┌────────

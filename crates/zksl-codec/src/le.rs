//! Fixed-width little-endian integer encoding, used by every binary layout
//! in this workspace (commitment preimage, anchor payload, account records).

pub fn write_u32(out: &mut Vec<u8>, v: u32) {
    out.extend_from_slice(&v.to_le_bytes());
}

pub fn write_u64(out: &mut Vec<u8>, v: u64) {
    out.extend_from_slice(&v.to_le_bytes());
}

pub fn write_i64(out: &mut Vec<u8>, v: i64) {
    out.extend_from_slice(&v.to_le_bytes());
}

#[derive(Debug, thiserror::Error, PartialEq, Eq)]
#[error("buffer too short to read {width}-byte integer at offset {offset}")]
pub struct ReadError {
    pub offset: usize,
    pub width: usize,
}

pub fn read_u32(buf: &[u8], offset: usize) -> Result<u32, ReadError> {
    let slice = buf
        .get(offset..offset + 4)
        .ok_or(ReadError { offset, width: 4 })?;
    Ok(u32::from_le_bytes(slice.try_into().unwrap()))
}

pub fn read_u64(buf: &[u8], offset: usize) -> Result<u64, ReadError> {
    let slice = buf
        .get(offset..offset + 8)
        .ok_or(ReadError { offset, width: 8 })?;
    Ok(u64::from_le_bytes(slice.try_into().unwrap()))
}

pub fn read_i64(buf: &[u8], offset: usize) -> Result<i64, ReadError> {
    let slice = buf
        .get(offset..offset + 8)
        .ok_or(ReadError { offset, width: 8 })?;
    Ok(i64::from_le_bytes(slice.try_into().unwrap()))
}

#[cfg(test)]
mod tests {
    use super::*;

    #[test]
    fn round_trips() {
        let mut buf = Vec::new();
        write_u32(&mut buf, 0xdead_beef);
        write_u64(&mut buf, 0x0123_4567_89ab_cdef);
        write_i64(&mut buf, -1);

        assert_eq!(read_u32(&buf, 0).unwrap(), 0xdead_beef);
        assert_eq!(read_u64(&buf, 4).unwrap(), 0x0123_4567_89ab_cdef);
        assert_eq!(read_i64(&buf, 12).unwrap(), -1);
    }

    #[test]
    fn read_past_end_errors() {
        let buf = [0u8; 3];
        assert!(read_u32(&buf, 0).is_err());
    }
}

└────────

Exercise description:
What you write must match the records above exactly, line for line.

Output:
filename crates/zksl-codec/src/le.rs
//! Fixed-width little-endian integer encoding, used by every binary layout
//! in this workspace (commitment preimage, anchor payload, account records).

pub fn write_u32(out: &mut Vec<u8>, v: u32) {
    out.extend_from_slice(&v.to_le_bytes());
}

pub fn write_u64(out: &mut Vec<u8>, v: u64) {
    out.extend_from_slice(&v.to_le_bytes());
}

pub fn write_i64(out: &mut Vec<u8>, v: i64) {
    out.extend_from_slice(&v.to_le_bytes());
}

#[derive(Debug, thiserror::Error, PartialEq, Eq)]
#[error("buffer too short to read {width}-byte integer at offset {offset}")]
pub struct ReadError {
    pub offset: usize,
    pub width: usize,
}

pub fn read_u32(buf: &[u8], offset: usize) -> Result<u32, ReadError> {
    let slice = buf
        .get(offset..offset + 4)
        .ok_or(ReadError { offset, width: 4 })?;
    Ok(u32::from_le_bytes(slice.try_into().unwrap()))
}

pub fn read_u64(buf: &[u8], offset: usize) -> Result<u64, ReadError> {
    let slice = buf
        .get(offset..offset + 8)
        .ok_or(ReadError { offset, width: 8 })?;
    Ok(u64::from_le_bytes(slice.try_into().unwrap()))
}

pub fn read_i64(buf: &[u8], offset: usize) -> Result<i64, ReadError> {
    let slice = buf
        .get(offset..offset + 8)
        .ok_or(ReadError { offset, width: 8 })?;
    Ok(i64::from_le_bytes(slice.try_into().unwrap()))
}

#[cfg(test)]
mod tests {
    use super::*;

    #[test]
    fn round_trips() {
        let mut buf = Vec::new();
        write_u32(&mut buf, 0xdead_beef);
        write_u64(&mut buf, 0x0123_4567_89ab_cdef);
        write_i64(&mut buf, -1);

        assert_eq!(read_u32(&buf, 0).unwrap(), 0xdead_beef);
        assert_eq!(read_u64(&buf, 4).unwrap(), 0x0123_4567_89ab_cdef);
        assert_eq!(read_i64(&buf, 12).unwrap(), -1);
    }

    #[test]
    fn read_past_end_errors() {
        let buf = [0u8; 3];
        assert!(read_u32(&buf, 0).is_err());
    }
}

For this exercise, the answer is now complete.